Orlando Guevara Núñez
El
tiempo muerto desapareció para siempre
-sin retroceso posible- de nuestra realidad económico social. Pero el espectro
de su aterradora imagen subsiste en la mente de sus fatales víctimas.
No sé si la palabra tiempo
muerto estará recogida en algún texto que defina su contenido. No la he
visto, aunque mucho se ha hablado sobre el tema.
Tiempo
muerto - habría respondido lacónicamente un magnate azucarero de la Cuba prerrevolucionaria- es
la época en que no hay zafra. Si la respuesta fuera de los obreros de la
industria o la agricultura cañeras, seguro tendría otra acepción: es el tiempo
en que estamos sin trabajo, no ganamos nada y pasamos más hambre.

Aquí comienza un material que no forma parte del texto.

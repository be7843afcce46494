//! Receipt
//!
//! Terminal tables for the cart panel and placed orders.

use std::io;

use rust_decimal::Decimal;
use rusty_money::{Money, iso::Currency};
use tabled::{
    builder::Builder,
    grid::config::HorizontalLine,
    settings::{
        Alignment, Color, Style, Theme,
        object::{Columns, Rows},
    },
};
use thiserror::Error;

use crate::{cart::Cart, cart::CartLineItem, orders::Order};

/// Errors that can occur when writing a receipt.
#[derive(Debug, Error)]
pub enum ReceiptError {
    /// IO error
    #[error("failed to write receipt: {0}")]
    Io(#[from] io::Error),
}

/// Write the cart panel: one row per line item, then the item count and total.
///
/// # Errors
///
/// Returns an error if the output cannot be written.
pub fn write_cart(mut out: impl io::Write, cart: &Cart) -> Result<(), ReceiptError> {
    if cart.is_empty() {
        writeln!(out, "\nYour cart is empty.")?;

        return Ok(());
    }

    let table = line_item_table(cart.items(), cart.currency());

    writeln!(out, "\n{table}")?;
    write_summary_line(&mut out, "Items:", &cart.item_count().to_string())?;
    write_summary_line(&mut out, "Total:", &cart.total_money().to_string())?;

    Ok(())
}

/// Write an order confirmation.
///
/// # Errors
///
/// Returns an error if the output cannot be written.
pub fn write_order(
    mut out: impl io::Write,
    order: &Order,
    currency: &'static Currency,
) -> Result<(), ReceiptError> {
    let table = line_item_table(&order.items, currency);
    let total = Money::from_decimal(order.total, currency);

    writeln!(out, "\nOrder {}", order.id)?;
    writeln!(
        out,
        "Placed {} by {} ({})",
        order.created_at.strftime("%Y-%m-%d %H:%M:%S UTC"),
        order.payment.billing_details.email,
        order.payment.payment_method.label(),
    )?;
    writeln!(out, "\n{table}")?;
    write_summary_line(&mut out, "Payment:", order.payment.id.as_str())?;
    write_summary_line(&mut out, "Total:", &total.to_string())?;

    Ok(())
}

fn line_item_table(items: &[CartLineItem], currency: &'static Currency) -> String {
    let mut builder = Builder::default();

    builder.push_record(["", "Item", "Variant", "Price", "Qty", "Line Total"]);

    for (idx, item) in items.iter().enumerate() {
        builder.push_record([
            format!("#{:<3}", idx + 1),
            item.name.clone(),
            item.variant.clone().unwrap_or_default(),
            format_money(item.price, currency),
            item.quantity.to_string(),
            format_money(item.line_total(), currency),
        ]);
    }

    let mut table = builder.build();
    let mut theme = Theme::from(Style::modern_rounded());

    theme.remove_horizontal_lines();
    theme.insert_horizontal_line(
        1,
        HorizontalLine::new(Some('─'), Some('┼'), Some('├'), Some('┤')),
    );

    table.with(theme);
    table.modify(Rows::first(), Color::BOLD);
    table.modify(Columns::new(3..6), Alignment::right());
    table.modify(Columns::one(2), color_dark_grey());

    table.to_string()
}

/// ANSI dark grey (secondary details).
fn color_dark_grey() -> Color {
    Color::new("\x1b[90m", "\x1b[0m")
}

fn format_money(amount: Decimal, currency: &'static Currency) -> String {
    Money::from_decimal(amount, currency).to_string()
}

fn write_summary_line(
    out: &mut impl io::Write,
    label: &str,
    value: &str,
) -> Result<(), ReceiptError> {
    writeln!(out, " {label:<9} {value}")?;

    Ok(())
}

#[cfg(test)]
mod tests {
    use std::sync::Arc;

    use rusty_money::iso::USD;
    use testresult::TestResult;

    use crate::{
        checkout::{
            contact::ContactDetails,
            payment::{PaymentMethod, PaymentReceipt},
        },
        store::{MemoryStorage, PersistentStore},
    };

    use super::*;

    fn cart() -> Cart {
        let mut cart = Cart::load(PersistentStore::new(Arc::new(MemoryStorage::new())), USD);

        cart.add_item(
            CartLineItem::new("thermostat-2", "Smart Thermostat", Decimal::new(24999, 2), 2)
                .with_variant("Black"),
        );
        cart.add_item(CartLineItem::new("valve", "Butterfly Valve", Decimal::from(45), 1));

        cart
    }

    #[test]
    fn empty_cart_prints_placeholder() -> TestResult {
        let cart = Cart::load(PersistentStore::new(Arc::new(MemoryStorage::new())), USD);
        let mut out = Vec::new();

        write_cart(&mut out, &cart)?;

        assert!(String::from_utf8(out)?.contains("Your cart is empty."));

        Ok(())
    }

    #[test]
    fn cart_lists_items_and_total() -> TestResult {
        let mut out = Vec::new();

        write_cart(&mut out, &cart())?;

        let rendered = String::from_utf8(out)?;

        assert!(rendered.contains("Smart Thermostat"));
        assert!(rendered.contains("Black"));
        assert!(rendered.contains("$499.98"));
        assert!(rendered.contains("$544.98"));
        assert!(rendered.contains("Items:    3"));

        Ok(())
    }

    #[test]
    fn order_shows_id_and_payment() -> TestResult {
        let cart = cart();
        let payment = PaymentReceipt::approved(
            cart.total(),
            USD,
            PaymentMethod::Upi,
            ContactDetails::with_email("jane@example.com"),
        );
        let order = Order::new(cart.snapshot(), payment);
        let mut out = Vec::new();

        write_order(&mut out, &order, USD)?;

        let rendered = String::from_utf8(out)?;

        assert!(rendered.contains(order.id.as_str()));
        assert!(rendered.contains(order.payment.id.as_str()));
        assert!(rendered.contains("jane@example.com (UPI)"));
        assert!(rendered.contains("$544.98"));

        Ok(())
    }
}
//! File storage backend

use std::{
    fs,
    io::ErrorKind,
    path::{Path, PathBuf},
};

use super::{Storage, StorageError};

/// Stores each key as a `<key>.json` document inside a data directory.
///
/// The directory is created on first write. Writes go through a temporary file and a
/// rename, so a crash mid-write leaves the previous document intact.
#[derive(Debug, Clone)]
pub struct FileStorage {
    root: PathBuf,
}

impl FileStorage {
    /// Create a backend rooted at the given directory.
    pub fn new(root: impl Into<PathBuf>) -> Self {
        Self { root: root.into() }
    }

    /// Data directory holding the documents.
    pub fn root(&self) -> &Path {
        &self.root
    }

    fn document_path(&self, key: &str) -> Result<PathBuf, StorageError> {
        let valid = !key.is_empty()
            && key
                .chars()
                .all(|c| c.is_ascii_alphanumeric() || c == '_' || c == '-');

        if !valid {
            return Err(StorageError::InvalidKey(key.to_string()));
        }

        Ok(self.root.join(format!("{key}.json")))
    }
}

impl Storage for FileStorage {
    fn get_item(&self, key: &str) -> Result<Option<String>, StorageError> {
        let path = self.document_path(key)?;

        match fs::read_to_string(&path) {
            Ok(contents) => Ok(Some(contents)),
            Err(error) if error.kind() == ErrorKind::NotFound => Ok(None),
            Err(error) => Err(error.into()),
        }
    }

    fn set_item(&self, key: &str, value: &str) -> Result<(), StorageError> {
        let path = self.document_path(key)?;
        let staging = path.with_extension("json.tmp");

        fs::create_dir_all(&self.root)?;
        fs::write(&staging, value)?;
        fs::rename(&staging, &path)?;

        Ok(())
    }
}
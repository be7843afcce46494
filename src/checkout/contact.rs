//! Checkout contact details

use serde::{Deserialize, Serialize};
use thiserror::Error;

/// Contact form validation errors
#[derive(Debug, Error, Clone, PartialEq, Eq)]
pub enum ContactError {
    /// No email address was entered
    #[error("email address is required")]
    MissingEmail,

    /// The email address is not of the form `local@domain`
    #[error("{0:?} is not a valid email address")]
    InvalidEmail(String),
}

/// Billing address
#[derive(Debug, Clone, PartialEq, Eq, Serialize, Deserialize)]
#[serde(rename_all = "camelCase")]
pub struct Address {
    /// Street line
    pub line1: String,

    /// City
    pub city: String,

    /// State or region
    pub state: String,

    /// Postal code
    pub postal_code: String,

    /// ISO country code
    pub country: String,
}

impl Default for Address {
    fn default() -> Self {
        Self {
            line1: String::new(),
            city: String::new(),
            state: String::new(),
            postal_code: String::new(),
            country: "US".to_string(),
        }
    }
}

/// Contact and billing details entered at checkout
#[derive(Debug, Clone, Default, PartialEq, Eq, Serialize, Deserialize)]
#[serde(rename_all = "camelCase")]
pub struct ContactDetails {
    /// Cardholder name
    pub name: String,

    /// Email address, required
    pub email: String,

    /// Billing address
    pub address: Address,
}

impl ContactDetails {
    /// Contact details with only an email address
    pub fn with_email(email: impl Into<String>) -> Self {
        Self {
            email: email.into(),
            ..Self::default()
        }
    }

    /// Check that the required fields are present.
    ///
    /// # Errors
    ///
    /// Returns an error if the email address is missing or malformed.
    pub fn validate(&self) -> Result<(), ContactError> {
        let email = self.email.trim();

        if email.is_empty() {
            return Err(ContactError::MissingEmail);
        }

        let well_formed = email
            .split_once('@')
            .is_some_and(|(local, domain)| {
                !local.is_empty()
                    && !domain.is_empty()
                    && !domain.contains('@')
                    && !email.contains(char::is_whitespace)
            });

        if well_formed {
            Ok(())
        } else {
            Err(ContactError::InvalidEmail(email.to_string()))
        }
    }
}

#[cfg(test)]
mod tests {
    use super::*;

    #[test]
    fn accepts_plain_address() {
        assert_eq!(
            ContactDetails::with_email("jane@example.com").validate(),
            Ok(())
        );
    }

    #[test]
    fn rejects_blank_email() {
        assert_eq!(
            ContactDetails::with_email("   ").validate(),
            Err(ContactError::MissingEmail)
        );
    }

    #[test]
    fn rejects_malformed_email() {
        for email in ["jane", "@example.com", "jane@", "a@b@c", "ja ne@example.com"] {
            assert!(
                matches!(
                    ContactDetails::with_email(email).validate(),
                    Err(ContactError::InvalidEmail(_))
                ),
                "{email:?} should be rejected"
            );
        }
    }

    #[test]
    fn address_defaults_to_us() {
        assert_eq!(Address::default().country, "US");
    }
}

Los centrales azucareros molían dos o tres
meses al año. Y en ese espacio de tiempo, sus dueños acumulaban las riquezas
necesarias para vivir a todo lujo,
vacacionar en el extranjero y esperar nueve meses para seguir engordando sus
arcas. Esa era la zafra.
Los trabajadores del azúcar laboraban ese
corto período del año, trataban de ganar lo más posible - que siempre era
poco-, comían relativamente mejor y
hacían el esfuerzo para ahorrar unos pocos pesos. Después venían nueve meses
sin trabajo, de sorteados días con míseros jornales en las labores agrícolas o
las reparaciones y un luto conmovedor en los fogones, mientras que la miseria y
el abandono se enseñoreaban en los hogares obreros. Ese era el tiempo muerto.
La zafra era siempre esperada como un gran
acontecimiento. Pero aún dentro de ella, la agonía no abandonaba a los
macheteros, carreteros, grueros y otros trabajadores, principalmente del campo.
Si había muchos macheteros, sobraba la caña.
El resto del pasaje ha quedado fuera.